[Collection entries]
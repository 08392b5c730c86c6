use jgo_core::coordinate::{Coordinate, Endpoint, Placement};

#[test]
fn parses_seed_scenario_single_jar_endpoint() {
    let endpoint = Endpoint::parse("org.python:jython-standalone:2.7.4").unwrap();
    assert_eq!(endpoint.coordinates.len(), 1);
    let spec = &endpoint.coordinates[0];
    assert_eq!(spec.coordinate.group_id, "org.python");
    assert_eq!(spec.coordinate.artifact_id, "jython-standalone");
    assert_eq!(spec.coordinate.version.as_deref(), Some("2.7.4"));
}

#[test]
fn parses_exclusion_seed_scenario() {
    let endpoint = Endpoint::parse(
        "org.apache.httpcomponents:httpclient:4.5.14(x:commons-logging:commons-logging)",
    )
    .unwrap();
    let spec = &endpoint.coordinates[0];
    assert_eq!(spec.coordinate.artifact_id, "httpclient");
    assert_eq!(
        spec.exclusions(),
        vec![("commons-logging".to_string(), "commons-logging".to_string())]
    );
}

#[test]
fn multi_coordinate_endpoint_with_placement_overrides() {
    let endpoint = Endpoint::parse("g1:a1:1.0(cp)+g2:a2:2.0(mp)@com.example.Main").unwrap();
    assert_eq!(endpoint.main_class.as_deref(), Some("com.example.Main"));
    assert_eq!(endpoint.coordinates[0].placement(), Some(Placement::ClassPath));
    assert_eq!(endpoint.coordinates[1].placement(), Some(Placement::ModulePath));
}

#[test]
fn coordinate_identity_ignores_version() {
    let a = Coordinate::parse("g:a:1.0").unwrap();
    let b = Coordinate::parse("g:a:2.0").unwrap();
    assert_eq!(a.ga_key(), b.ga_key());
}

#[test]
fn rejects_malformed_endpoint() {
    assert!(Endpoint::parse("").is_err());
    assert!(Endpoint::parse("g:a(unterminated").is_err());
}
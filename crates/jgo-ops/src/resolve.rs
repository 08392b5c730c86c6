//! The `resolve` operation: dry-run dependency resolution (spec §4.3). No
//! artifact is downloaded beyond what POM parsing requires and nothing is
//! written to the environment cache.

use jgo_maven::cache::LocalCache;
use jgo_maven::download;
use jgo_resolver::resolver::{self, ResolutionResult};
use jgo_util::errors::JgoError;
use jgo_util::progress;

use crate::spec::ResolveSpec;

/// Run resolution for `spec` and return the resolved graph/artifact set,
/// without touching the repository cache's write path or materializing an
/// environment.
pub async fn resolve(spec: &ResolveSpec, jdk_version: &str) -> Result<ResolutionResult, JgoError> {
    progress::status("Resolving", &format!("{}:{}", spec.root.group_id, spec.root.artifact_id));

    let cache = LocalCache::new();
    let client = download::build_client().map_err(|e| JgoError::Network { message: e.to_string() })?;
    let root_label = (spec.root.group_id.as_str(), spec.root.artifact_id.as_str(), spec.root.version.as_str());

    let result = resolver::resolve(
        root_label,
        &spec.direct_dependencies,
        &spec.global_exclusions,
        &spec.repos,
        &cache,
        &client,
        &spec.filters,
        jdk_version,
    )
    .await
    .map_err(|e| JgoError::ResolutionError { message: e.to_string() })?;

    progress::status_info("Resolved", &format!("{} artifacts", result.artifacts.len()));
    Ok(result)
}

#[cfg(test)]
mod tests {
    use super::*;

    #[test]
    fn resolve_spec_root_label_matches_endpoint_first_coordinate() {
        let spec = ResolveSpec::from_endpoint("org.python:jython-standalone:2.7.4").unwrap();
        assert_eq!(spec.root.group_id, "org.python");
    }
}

...

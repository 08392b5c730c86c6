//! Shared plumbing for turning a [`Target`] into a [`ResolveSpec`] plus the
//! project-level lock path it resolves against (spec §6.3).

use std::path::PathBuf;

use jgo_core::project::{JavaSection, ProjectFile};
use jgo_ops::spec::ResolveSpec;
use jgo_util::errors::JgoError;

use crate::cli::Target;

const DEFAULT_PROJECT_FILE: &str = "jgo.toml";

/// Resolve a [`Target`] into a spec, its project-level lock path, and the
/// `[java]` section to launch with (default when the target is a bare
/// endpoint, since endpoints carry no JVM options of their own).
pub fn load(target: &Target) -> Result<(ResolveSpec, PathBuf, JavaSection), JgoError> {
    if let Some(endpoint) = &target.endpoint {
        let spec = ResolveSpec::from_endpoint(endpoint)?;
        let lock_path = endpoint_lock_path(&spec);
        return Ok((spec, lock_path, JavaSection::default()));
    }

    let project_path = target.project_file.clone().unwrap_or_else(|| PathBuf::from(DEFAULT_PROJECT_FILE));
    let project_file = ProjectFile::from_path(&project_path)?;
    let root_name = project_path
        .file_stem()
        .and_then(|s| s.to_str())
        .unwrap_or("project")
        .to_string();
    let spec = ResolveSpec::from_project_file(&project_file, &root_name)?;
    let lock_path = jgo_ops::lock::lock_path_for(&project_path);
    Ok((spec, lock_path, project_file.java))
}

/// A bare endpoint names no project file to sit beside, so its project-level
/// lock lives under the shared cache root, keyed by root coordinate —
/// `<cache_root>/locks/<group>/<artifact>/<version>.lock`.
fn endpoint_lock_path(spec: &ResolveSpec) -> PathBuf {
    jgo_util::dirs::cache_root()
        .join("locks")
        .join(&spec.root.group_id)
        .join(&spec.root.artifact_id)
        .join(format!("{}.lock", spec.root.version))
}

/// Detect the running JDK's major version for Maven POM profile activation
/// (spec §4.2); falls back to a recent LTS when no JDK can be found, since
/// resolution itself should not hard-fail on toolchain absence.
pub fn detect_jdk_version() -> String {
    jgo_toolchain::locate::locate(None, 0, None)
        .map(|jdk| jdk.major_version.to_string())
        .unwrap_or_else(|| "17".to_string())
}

WHAT THE TASK REQUIRES =
Across all the records above, find each line with "Some" in it and copy it.

SOLUTION TO THIS PROBLEM =
    assert_eq!(spec.coordinate.version.as_deref(), Some("2.7.4"));
    assert_eq!(endpoint.main_class.as_deref(), Some("com.example.Main"));
    assert_eq!(endpoint.coordinates[0].placement(), Some(Placement::ClassPath));
    assert_eq!(endpoint.coordinates[1].placement(), Some(Placement::ModulePath));
    if let Some(endpoint) = &target.endpoint {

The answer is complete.